Pick every line out of the entries below that holds the string "above", and report them.

Entries provided Start Marker

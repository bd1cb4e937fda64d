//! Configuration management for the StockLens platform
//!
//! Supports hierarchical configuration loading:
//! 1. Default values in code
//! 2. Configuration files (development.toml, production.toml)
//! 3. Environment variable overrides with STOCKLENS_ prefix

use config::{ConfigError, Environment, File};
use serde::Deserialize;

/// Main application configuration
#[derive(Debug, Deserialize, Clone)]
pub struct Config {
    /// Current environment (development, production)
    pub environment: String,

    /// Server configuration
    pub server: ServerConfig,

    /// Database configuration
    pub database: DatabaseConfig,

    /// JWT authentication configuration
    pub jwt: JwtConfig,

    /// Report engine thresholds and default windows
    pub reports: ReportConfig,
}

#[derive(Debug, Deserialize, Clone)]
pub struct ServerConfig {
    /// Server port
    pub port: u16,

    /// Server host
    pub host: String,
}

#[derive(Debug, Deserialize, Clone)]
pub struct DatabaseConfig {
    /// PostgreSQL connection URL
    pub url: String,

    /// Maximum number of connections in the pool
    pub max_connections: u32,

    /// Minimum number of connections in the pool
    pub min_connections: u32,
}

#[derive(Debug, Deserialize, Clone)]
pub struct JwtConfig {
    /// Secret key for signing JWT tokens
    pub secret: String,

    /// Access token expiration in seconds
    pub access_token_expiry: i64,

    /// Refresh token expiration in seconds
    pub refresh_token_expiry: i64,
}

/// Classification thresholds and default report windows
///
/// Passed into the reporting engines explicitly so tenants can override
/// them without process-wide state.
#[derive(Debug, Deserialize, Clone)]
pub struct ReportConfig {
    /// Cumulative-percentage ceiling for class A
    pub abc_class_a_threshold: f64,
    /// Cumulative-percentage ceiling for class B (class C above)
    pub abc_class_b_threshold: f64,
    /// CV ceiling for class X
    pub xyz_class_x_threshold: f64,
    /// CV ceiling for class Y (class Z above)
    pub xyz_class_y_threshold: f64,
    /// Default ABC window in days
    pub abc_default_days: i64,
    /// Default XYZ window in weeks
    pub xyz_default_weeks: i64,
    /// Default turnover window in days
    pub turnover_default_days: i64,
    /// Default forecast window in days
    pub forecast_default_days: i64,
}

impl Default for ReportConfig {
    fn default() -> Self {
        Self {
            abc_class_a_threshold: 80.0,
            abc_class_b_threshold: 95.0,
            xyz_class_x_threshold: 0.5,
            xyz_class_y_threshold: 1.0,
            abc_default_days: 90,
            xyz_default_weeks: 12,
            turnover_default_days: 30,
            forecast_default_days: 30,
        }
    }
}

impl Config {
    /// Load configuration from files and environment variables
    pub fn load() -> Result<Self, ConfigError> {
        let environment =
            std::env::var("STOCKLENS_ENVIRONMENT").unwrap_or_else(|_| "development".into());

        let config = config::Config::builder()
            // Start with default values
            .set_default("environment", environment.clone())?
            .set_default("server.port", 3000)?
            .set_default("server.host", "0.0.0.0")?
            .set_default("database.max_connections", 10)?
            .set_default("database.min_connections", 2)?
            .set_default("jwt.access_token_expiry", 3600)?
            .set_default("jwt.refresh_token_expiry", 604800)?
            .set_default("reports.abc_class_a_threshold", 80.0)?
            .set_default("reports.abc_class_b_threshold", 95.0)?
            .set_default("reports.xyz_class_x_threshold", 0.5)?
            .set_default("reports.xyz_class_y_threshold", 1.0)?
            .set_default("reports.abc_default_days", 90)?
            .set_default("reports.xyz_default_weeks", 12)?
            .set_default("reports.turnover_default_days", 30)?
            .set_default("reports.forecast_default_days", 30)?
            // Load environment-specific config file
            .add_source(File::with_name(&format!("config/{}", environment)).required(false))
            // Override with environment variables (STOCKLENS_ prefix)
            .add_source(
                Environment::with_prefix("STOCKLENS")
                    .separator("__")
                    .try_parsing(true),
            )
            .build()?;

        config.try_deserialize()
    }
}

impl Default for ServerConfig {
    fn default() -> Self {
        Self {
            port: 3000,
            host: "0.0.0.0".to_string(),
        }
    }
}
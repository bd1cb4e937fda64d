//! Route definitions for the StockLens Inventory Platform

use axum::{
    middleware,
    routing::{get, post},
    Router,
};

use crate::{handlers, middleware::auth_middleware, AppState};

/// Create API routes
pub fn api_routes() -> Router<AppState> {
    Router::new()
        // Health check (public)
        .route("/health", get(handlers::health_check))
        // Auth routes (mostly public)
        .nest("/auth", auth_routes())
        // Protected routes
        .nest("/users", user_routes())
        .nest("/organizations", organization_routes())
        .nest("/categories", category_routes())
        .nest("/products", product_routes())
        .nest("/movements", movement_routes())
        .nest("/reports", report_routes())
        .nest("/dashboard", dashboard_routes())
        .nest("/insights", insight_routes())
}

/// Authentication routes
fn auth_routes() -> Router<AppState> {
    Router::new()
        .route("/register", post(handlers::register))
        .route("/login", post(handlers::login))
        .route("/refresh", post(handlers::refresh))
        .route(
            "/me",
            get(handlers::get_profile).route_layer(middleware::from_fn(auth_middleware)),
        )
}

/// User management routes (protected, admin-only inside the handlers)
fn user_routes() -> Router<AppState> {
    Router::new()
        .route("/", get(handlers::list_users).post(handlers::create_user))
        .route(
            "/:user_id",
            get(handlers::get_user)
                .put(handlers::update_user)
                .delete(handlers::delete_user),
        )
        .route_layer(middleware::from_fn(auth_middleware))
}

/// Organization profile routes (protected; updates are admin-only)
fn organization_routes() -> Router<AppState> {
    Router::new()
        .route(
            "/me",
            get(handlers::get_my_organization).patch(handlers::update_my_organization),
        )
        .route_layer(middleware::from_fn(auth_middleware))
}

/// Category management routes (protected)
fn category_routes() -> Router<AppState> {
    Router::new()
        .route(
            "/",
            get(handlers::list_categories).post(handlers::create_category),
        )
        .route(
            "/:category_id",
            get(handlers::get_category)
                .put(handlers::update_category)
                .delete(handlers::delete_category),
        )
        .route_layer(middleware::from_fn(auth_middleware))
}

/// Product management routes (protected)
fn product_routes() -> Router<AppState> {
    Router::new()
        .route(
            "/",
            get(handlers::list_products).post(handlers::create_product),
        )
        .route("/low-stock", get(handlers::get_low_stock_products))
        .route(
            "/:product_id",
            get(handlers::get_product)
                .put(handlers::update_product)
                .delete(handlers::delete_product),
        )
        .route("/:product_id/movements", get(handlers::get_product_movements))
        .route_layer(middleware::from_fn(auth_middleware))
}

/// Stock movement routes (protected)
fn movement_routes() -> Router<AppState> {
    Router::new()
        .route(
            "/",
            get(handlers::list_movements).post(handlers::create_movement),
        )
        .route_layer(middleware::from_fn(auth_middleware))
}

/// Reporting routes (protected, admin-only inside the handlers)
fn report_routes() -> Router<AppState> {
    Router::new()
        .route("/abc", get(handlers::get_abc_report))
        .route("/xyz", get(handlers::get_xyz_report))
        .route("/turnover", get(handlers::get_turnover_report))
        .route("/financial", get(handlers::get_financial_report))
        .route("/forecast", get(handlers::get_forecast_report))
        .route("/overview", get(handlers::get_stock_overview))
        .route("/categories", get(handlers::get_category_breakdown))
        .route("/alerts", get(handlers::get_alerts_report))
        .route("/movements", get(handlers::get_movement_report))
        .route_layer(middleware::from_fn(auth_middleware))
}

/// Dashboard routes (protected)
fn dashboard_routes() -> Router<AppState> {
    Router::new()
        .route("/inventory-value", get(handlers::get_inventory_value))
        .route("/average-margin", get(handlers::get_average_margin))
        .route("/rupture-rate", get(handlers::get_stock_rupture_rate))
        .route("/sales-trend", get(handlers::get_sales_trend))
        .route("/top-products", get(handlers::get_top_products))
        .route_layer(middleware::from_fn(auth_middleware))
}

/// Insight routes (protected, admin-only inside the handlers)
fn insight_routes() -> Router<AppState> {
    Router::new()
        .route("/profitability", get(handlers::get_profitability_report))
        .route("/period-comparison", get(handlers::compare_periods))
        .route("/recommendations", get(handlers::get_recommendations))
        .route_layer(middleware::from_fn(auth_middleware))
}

Entries provided End Marker

Response below
    /// Cumulative-percentage ceiling for class B (class C above)
    /// CV ceiling for class Y (class Z above)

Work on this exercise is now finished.